Pues bien, aunque la Sala no comparte sus razonamientos, no puede ignorar que el TSJ de Madrid, había dictado sentencia de fecha 5 de noviembre de 2013 (Rec. 578/2012 ) en el que desestimó la reclamación del REPSOL BUTA NOSA, relativa a la responsabilidad patrimonial, en relación con la misma materia y referida al período primer trimestre de 2011. Aunque posteriormente ha dictado otra en sentido estimatorio, siguiendo las sentencias anteriores de esta Sala. No obstante, la Sala entiende que dicha discrepancia es un claro indicio de la existencia de dudas de derecho, lo que justifica que no impongamos las costas a la Administración.

VISTOS los preceptos constitucionales y legales citados y los demás de general y pertinente aplicación,

Fallo

ESTIMAR el presente recurso contencioso administrativo nº 273/2013 interpuesto por la representación procesal de CEPSA GAS LICUADO, S.A. contra la desestimación presunta del recurso de alzada interpuesto contra la Resolución de la Dirección General de Política Energética y Minas del Ministerio de Industria, Energía y Turismo, que anulamos por su disconformidad a Derecho; y, en consecuencia, declaramos el derecho de la entidad recurrente a ser indemnizada por los periodos reclamados y en concepto de daños y perjuicios en la suma de cuarenta y seis millones quinientas noventa y una mil trescientos setenta y dos euros con setenta y ocho céntimos de euro ( 46.591.372,78 €) con los intereses legales desde el 31 de marzo de 2012, condenando a la Administración al pago de dicha cantidad y sin imposición de costas. Intégrese la presente sentencia en el libro de su clase y una vez firme remítase testimonio de la misma junto con el expediente administrativo al lugar de procedencia de éste.

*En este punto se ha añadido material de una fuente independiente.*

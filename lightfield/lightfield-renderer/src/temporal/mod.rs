//! Temporal accumulation used by SSR: reproject history with motion vectors, clamp it to the
//! current frame's 3x3 neighbourhood and blend with `alpha`.

use glam::Vec4;
use wgpu::CommandEncoder;

use crate::shader;

const TEMPORAL_SHADER: &str = include_str!(concat!(env!("CARGO_MANIFEST_DIR"), "/shaders/temporal.wgsl"));

pub const DEFAULT_ALPHA: f32 = 0.1;

#[repr(C)]
#[derive(Copy, Clone, bytemuck::Pod, bytemuck::Zeroable)]
struct TemporalParams {
    alpha: f32,
    history_valid: u32,
    _pad: [f32; 2],
}

pub struct TemporalAccumulation {
    pipeline: wgpu::RenderPipeline,
    bind_group_layout: wgpu::BindGroupLayout,
    sampler: wgpu::Sampler,
}

impl TemporalAccumulation {
    pub fn new(device: &wgpu::Device, format: wgpu::TextureFormat) -> Self {
        let module = shader::create_module(device, "temporal_shader", TEMPORAL_SHADER);
        let bind_group_layout = device.create_bind_group_layout(&wgpu::BindGroupLayoutDescriptor {
            label: Some("temporal_bind_group_layout"),
            entries: &[
                shader::uniform_entry(0, wgpu::ShaderStages::FRAGMENT, std::mem::size_of::<TemporalParams>() as u64),
                shader::float_texture_entry(1),
                shader::float_texture_entry(2),
                shader::float_texture_entry(3),
                shader::sampler_entry(4, wgpu::SamplerBindingType::Filtering),
            ],
        });
        let layout = device.create_pipeline_layout(&wgpu::PipelineLayoutDescriptor {
            label: Some("temporal_pipeline_layout"),
            bind_group_layouts: &[&bind_group_layout],
            push_constant_ranges: &[],
        });
        let pipeline = shader::fullscreen_pipeline(
            device,
            "temporal_pipeline",
            &module,
            &layout,
            "fs",
            &[Some(wgpu::ColorTargetState::from(format))],
        );
        Self { pipeline, bind_group_layout, sampler: shader::linear_clamp_sampler(device, "temporal_sampler") }
    }

    /// Blend `current` with `history` into `target`. `target` must not alias either input.
    #[allow(clippy::too_many_arguments)]
    pub fn encode(
        &self,
        encoder: &mut CommandEncoder,
        device: &wgpu::Device,
        queue: &wgpu::Queue,
        current: &wgpu::TextureView,
        history: &wgpu::TextureView,
        motion: &wgpu::TextureView,
        history_valid: bool,
        alpha: f32,
        target: &wgpu::TextureView,
    ) {
        let params = TemporalParams { alpha, history_valid: history_valid as u32, _pad: [0.0; 2] };
        let buf = shader::write_uniform(device, queue, "temporal_params", &params);
        let bg = device.create_bind_group(&wgpu::BindGroupDescriptor {
            label: Some("temporal_bind_group"),
            layout: &self.bind_group_layout,
            entries: &[
                wgpu::BindGroupEntry { binding: 0, resource: buf.as_entire_binding() },
                wgpu::BindGroupEntry { binding: 1, resource: wgpu::BindingResource::TextureView(current) },
                wgpu::BindGroupEntry { binding: 2, resource: wgpu::BindingResource::TextureView(history) },
                wgpu::BindGroupEntry { binding: 3, resource: wgpu::BindingResource::TextureView(motion) },
                wgpu::BindGroupEntry { binding: 4, resource: wgpu::BindingResource::Sampler(&self.sampler) },
            ],
        });
        shader::draw_fullscreen(encoder, "temporal_accumulation", &self.pipeline, &bg, target, wgpu::LoadOp::Clear(wgpu::Color::TRANSPARENT));
    }
}

/// CPU mirror of the shader for zero motion. `history == None` returns `current`.
pub fn resolve_cpu(current: &[Vec4], history: Option<&[Vec4]>, width: u32, height: u32, alpha: f32) -> Vec<Vec4> {
    let Some(history) = history else {
        return current.to_vec();
    };
    let (w, h) = (width as i32, height as i32);
    let mut out = Vec::with_capacity(current.len());
    for y in 0..h {
        for x in 0..w {
            let mut lo = Vec4::splat(f32::INFINITY);
            let mut hi = Vec4::splat(f32::NEG_INFINITY);
            for dy in -1..=1 {
                for dx in -1..=1 {
                    let qx = (x + dx).clamp(0, w - 1);
                    let qy = (y + dy).clamp(0, h - 1);
                    let c = current[(qy * w + qx) as usize];
                    lo = lo.min(c);
                    hi = hi.max(c);
                }
            }
            let idx = (y * w + x) as usize;
            let hist = history[idx].clamp(lo, hi);
            out.push(hist.lerp(current[idx], alpha));
        }
    }
    out
}

#[cfg(test)]
mod tests {
    use super::*;

    #[test]
    fn first_frame_passes_current_through() {
        let cur = vec![Vec4::new(0.3, 0.2, 0.1, 1.0); 4];
        assert_eq!(resolve_cpu(&cur, None, 2, 2, DEFAULT_ALPHA), cur);
    }

    #[test]
    fn history_outside_neighbourhood_is_clamped() {
        let cur = vec![Vec4::splat(0.5); 9];
        let hist = vec![Vec4::splat(10.0); 9];
        let out = resolve_cpu(&cur, Some(&hist), 3, 3, DEFAULT_ALPHA);
        for v in out {
            assert!((v - Vec4::splat(0.5)).abs().max_element() < 1e-6);
        }
    }

    #[test]
    fn accumulation_converges_geometrically() {
        // Neighbourhood spans [0, 1]; history starts at 0 and must approach the current 1.0 texel.
        let mut cur = vec![Vec4::ZERO; 9];
        cur[4] = Vec4::ONE;
        let mut hist = vec![Vec4::ZERO; 9];
        for _ in 0..100 {
            hist = resolve_cpu(&cur, Some(&hist), 3, 3, DEFAULT_ALPHA);
        }
        assert!((hist[4] - Vec4::ONE).abs().max_element() < 1e-3);
    }
}
//! Probe placement over the scene bounds and the amortised refresh schedule.

use glam::{UVec3, Vec3};

pub const MAX_PROBES_PER_AXIS: u32 = 1024;

#[derive(Clone, Copy, Debug, PartialEq)]
pub struct Aabb {
    pub min: Vec3,
    pub max: Vec3,
}

impl Aabb {
    pub fn new(min: Vec3, max: Vec3) -> Self {
        Self { min, max }
    }

    pub fn from_points(points: impl IntoIterator<Item = Vec3>) -> Option<Self> {
        points.into_iter().fold(None, |acc, p| match acc {
            None => Some(Self::new(p, p)),
            Some(b) => Some(Self::new(b.min.min(p), b.max.max(p))),
        })
    }

    pub fn union(self, other: Self) -> Self {
        Self::new(self.min.min(other.min), self.max.max(other.max))
    }

    pub fn contains(&self, other: &Self) -> bool {
        self.min.cmple(other.min).all() && self.max.cmpge(other.max).all()
    }

    pub fn extent(&self) -> Vec3 {
        self.max - self.min
    }

    pub fn center(&self) -> Vec3 {
        (self.min + self.max) * 0.5
    }
}

/// Clamp each axis to `[1, MAX_PROBES_PER_AXIS]` and round up to a power of two.
pub fn sanitize_counts(counts: UVec3) -> UVec3 {
    let axis = |c: u32| c.clamp(1, MAX_PROBES_PER_AXIS).next_power_of_two();
    UVec3::new(axis(counts.x), axis(counts.y), axis(counts.z))
}

#[derive(Clone, Copy, Debug, PartialEq)]
pub struct LightFieldProbe {
    /// Flat index `ix + iy*cx + iz*cx*cy`; also the probe's atlas layer.
    pub index: u32,
    pub position: Vec3,
    pub updated: bool,
    pub update_every_frame: bool,
    pub visible: bool,
}

impl LightFieldProbe {
    fn due(&self) -> bool {
        self.update_every_frame || !self.updated
    }
}

#[derive(Clone, Debug)]
pub struct ProbeGrid {
    counts: UVec3,
    bounds: Aabb,
    step: Vec3,
    start: Vec3,
    probes: Vec<LightFieldProbe>,
    visualize_all: bool,
}

impl ProbeGrid {
    pub fn new(counts: UVec3, bounds: Aabb) -> Self {
        let mut grid = Self {
            counts: sanitize_counts(counts),
            bounds,
            step: Vec3::ZERO,
            start: Vec3::ZERO,
            probes: Vec::new(),
            visualize_all: false,
        };
        grid.regenerate();
        grid
    }

    pub fn counts(&self) -> UVec3 {
        self.counts
    }

    pub fn bounds(&self) -> Aabb {
        self.bounds
    }

    pub fn step(&self) -> Vec3 {
        self.step
    }

    /// Position of probe (0, 0, 0).
    pub fn start(&self) -> Vec3 {
        self.start
    }

    pub fn len(&self) -> usize {
        self.probes.len()
    }

    pub fn is_empty(&self) -> bool {
        self.probes.is_empty()
    }

    /// Probes in generation order (`iy` outer, then `iz`, `ix` inner).
    pub fn probes(&self) -> &[LightFieldProbe] {
        &self.probes
    }

    pub fn probe(&self, index: u32) -> Option<&LightFieldProbe> {
        self.probes.iter().find(|p| p.index == index)
    }

    fn probe_mut(&mut self, index: u32) -> Option<&mut LightFieldProbe> {
        self.probes.iter_mut().find(|p| p.index == index)
    }

    pub fn flat_index(&self, ix: u32, iy: u32, iz: u32) -> u32 {
        ix + iy * self.counts.x + iz * self.counts.x * self.counts.y
    }

    pub fn probe_position(&self, cell: UVec3) -> Vec3 {
        self.start + self.step * cell.as_vec3()
    }

    /// Sanitise and apply new counts. Returns whether the grid changed (atlases must be reallocated).
    pub fn set_counts(&mut self, counts: UVec3) -> bool {
        let counts = sanitize_counts(counts);
        if counts == self.counts {
            return false;
        }
        self.counts = counts;
        self.regenerate();
        true
    }

    /// Reposition probes for new bounds; every probe becomes due. Returns whether anything changed.
    pub fn set_bounds(&mut self, bounds: Aabb) -> bool {
        if bounds == self.bounds {
            return false;
        }
        self.bounds = bounds;
        self.regenerate();
        true
    }

    /// Mark every probe as needing a refresh.
    pub fn reset_updates(&mut self) {
        for p in &mut self.probes {
            p.updated = false;
        }
    }

    pub fn set_update_every_frame(&mut self, index: u32, enabled: bool) {
        if let Some(p) = self.probe_mut(index) {
            p.update_every_frame = enabled;
        }
    }

    pub fn set_visible(&mut self, index: u32, visible: bool) {
        if let Some(p) = self.probe_mut(index) {
            p.visible = visible;
        }
    }

    /// Toggle visibility of every probe; also applies to probes created by later regenerations.
    pub fn set_all_visible(&mut self, visible: bool) {
        self.visualize_all = visible;
        for p in &mut self.probes {
            p.visible = visible;
        }
    }

    /// Pick up to `budget` due probes, scanning from the start of the list, and mark them updated.
    pub fn schedule(&mut self, budget: usize) -> Vec<u32> {
        let mut picked = Vec::with_capacity(budget);
        for p in &mut self.probes {
            if picked.len() == budget {
                break;
            }
            if p.due() {
                p.updated = true;
                picked.push(p.index);
            }
        }
        picked
    }

    fn regenerate(&mut self) {
        let c = self.counts;
        self.step = self.bounds.extent() / (c + UVec3::ONE).as_vec3();
        self.start = self.bounds.min + self.step;
        self.probes.clear();
        self.probes.reserve((c.x * c.y * c.z) as usize);
        for iy in 0..c.y {
            for iz in 0..c.z {
                for ix in 0..c.x {
                    self.probes.push(LightFieldProbe {
                        index: ix + iy * c.x + iz * c.x * c.y,
                        position: self.start + self.step * Vec3::new(ix as f32, iy as f32, iz as f32),
                        updated: false,
                        update_every_frame: false,
                        visible: self.visualize_all,
                    });
                }
            }
        }
    }
}

#[cfg(test)]
mod tests {
    use super::*;
    use approx::assert_relative_eq;

    fn unit_bounds() -> Aabb {
        Aabb::new(Vec3::ZERO, Vec3::splat(3.0))
    }

    #[test]
    fn counts_are_clamped_and_rounded() {
        assert_eq!(sanitize_counts(UVec3::new(0, 3, 5000)), UVec3::new(1, 4, 1024));
        assert_eq!(sanitize_counts(UVec3::new(2, 1, 8)), UVec3::new(2, 1, 8));
    }

    #[test]
    fn probes_are_spaced_inside_bounds() {
        let grid = ProbeGrid::new(UVec3::new(2, 1, 1), unit_bounds());
        assert_eq!(grid.len(), 2);
        assert_relative_eq!(grid.step().x, 1.0);
        assert_relative_eq!(grid.step().y, 1.5);
        let p1 = grid.probe(1).map(|p| p.position).unwrap_or_default();
        assert_relative_eq!(p1.x, 2.0);
        assert_relative_eq!(p1.y, 1.5);
    }

    #[test]
    fn count_change_regenerates_all_probes() {
        let mut grid = ProbeGrid::new(UVec3::new(2, 1, 1), unit_bounds());
        grid.schedule(2);
        assert!(grid.probes().iter().all(|p| p.updated));
        assert!(grid.set_counts(UVec3::new(4, 1, 1)));
        assert_eq!(grid.len(), 4);
        assert!(grid.probes().iter().all(|p| !p.updated));
        assert_relative_eq!(grid.step().x, 0.6);
        assert!(!grid.set_counts(UVec3::new(3, 1, 1)), "3 rounds to the current 4");
    }

    #[test]
    fn bounds_change_repositions_without_resizing() {
        let mut grid = ProbeGrid::new(UVec3::new(2, 1, 1), unit_bounds());
        grid.schedule(2);
        assert!(grid.set_bounds(Aabb::new(Vec3::splat(-3.0), Vec3::ZERO)));
        assert_eq!(grid.len(), 2);
        assert!(grid.probes().iter().all(|p| !p.updated));
        let p0 = grid.probe(0).map(|p| p.position).unwrap_or_default();
        assert_relative_eq!(p0.x, -2.0);
        assert!(!grid.set_bounds(Aabb::new(Vec3::splat(-3.0), Vec3::ZERO)));
    }

    #[test]
    fn flat_index_follows_x_then_y_then_z() {
        let grid = ProbeGrid::new(UVec3::new(2, 2, 2), unit_bounds());
        // Generation order is y outer, z, x inner; the stored index is x-major.
        let order: Vec<u32> = grid.probes().iter().map(|p| p.index).collect();
        assert_eq!(order, vec![0, 1, 4, 5, 2, 3, 6, 7]);
        assert_eq!(grid.flat_index(1, 1, 1), 7);
        let p = grid.probe(grid.flat_index(1, 0, 1)).map(|p| p.position).unwrap_or_default();
        assert_eq!(p, grid.probe_position(UVec3::new(1, 0, 1)));
    }

    #[test]
    fn budget_of_one_visits_each_probe_once() {
        let mut grid = ProbeGrid::new(UVec3::new(4, 1, 1), unit_bounds());
        let frames: Vec<Vec<u32>> = (0..5).map(|_| grid.schedule(1)).collect();
        assert_eq!(frames, vec![vec![0], vec![1], vec![2], vec![3], vec![]]);
    }

    #[test]
    fn update_every_frame_probe_is_always_due() {
        let mut grid = ProbeGrid::new(UVec3::new(4, 1, 1), unit_bounds());
        grid.set_update_every_frame(2, true);
        assert_eq!(grid.schedule(4), vec![0, 1, 2, 3]);
        assert_eq!(grid.schedule(4), vec![2]);
        grid.reset_updates();
        assert_eq!(grid.schedule(2), vec![0, 1]);
    }

    #[test]
    fn visualize_all_survives_regeneration() {
        let mut grid = ProbeGrid::new(UVec3::new(2, 1, 1), unit_bounds());
        grid.set_all_visible(true);
        grid.set_counts(UVec3::new(4, 1, 1));
        assert!(grid.probes().iter().all(|p| p.visible));
        grid.set_visible(1, false);
        assert_eq!(grid.probes().iter().filter(|p| p.visible).count(), 3);
    }

    #[test]
    fn aabb_from_points() {
        let b = Aabb::from_points([Vec3::new(1.0, -2.0, 0.0), Vec3::new(-1.0, 2.0, 3.0)]);
        assert_eq!(b, Some(Aabb::new(Vec3::new(-1.0, -2.0, 0.0), Vec3::new(1.0, 2.0, 3.0))));
        assert_eq!(Aabb::from_points(std::iter::empty()), None);
    }

    #[test]
    fn containment_is_inclusive() {
        let outer = unit_bounds();
        assert!(outer.contains(&outer));
        assert!(outer.contains(&Aabb::new(Vec3::ONE, Vec3::splat(2.0))));
        assert!(!outer.contains(&Aabb::new(Vec3::ONE, Vec3::new(2.0, 3.001, 2.0))));
    }
}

Así por ésta nuestra sentencia, que se notificará haciendo constar que contra la misma cabe recurso ordinario de casación, siguiendo las indicaciones prescritas en el articulo 248 de la Ley Orgánica 6/1985 , y testimonio de la cual será remitido en su momento a la oficina de origen a los efectos legales junto con el expediente, en su caso, lo pronunciamos, mandamos y firmamos.

PUBLICACIÓN Leída y publicada ha sido la anterior Sentencia por la Magistrada Ponente en la misma, Ilma. Sra. Dª MARÍA ASUNCIÓN SALVO TAMBO estando celebrando Audiencia Pública la Sala de lo Contencioso-Administrativo Doy fe.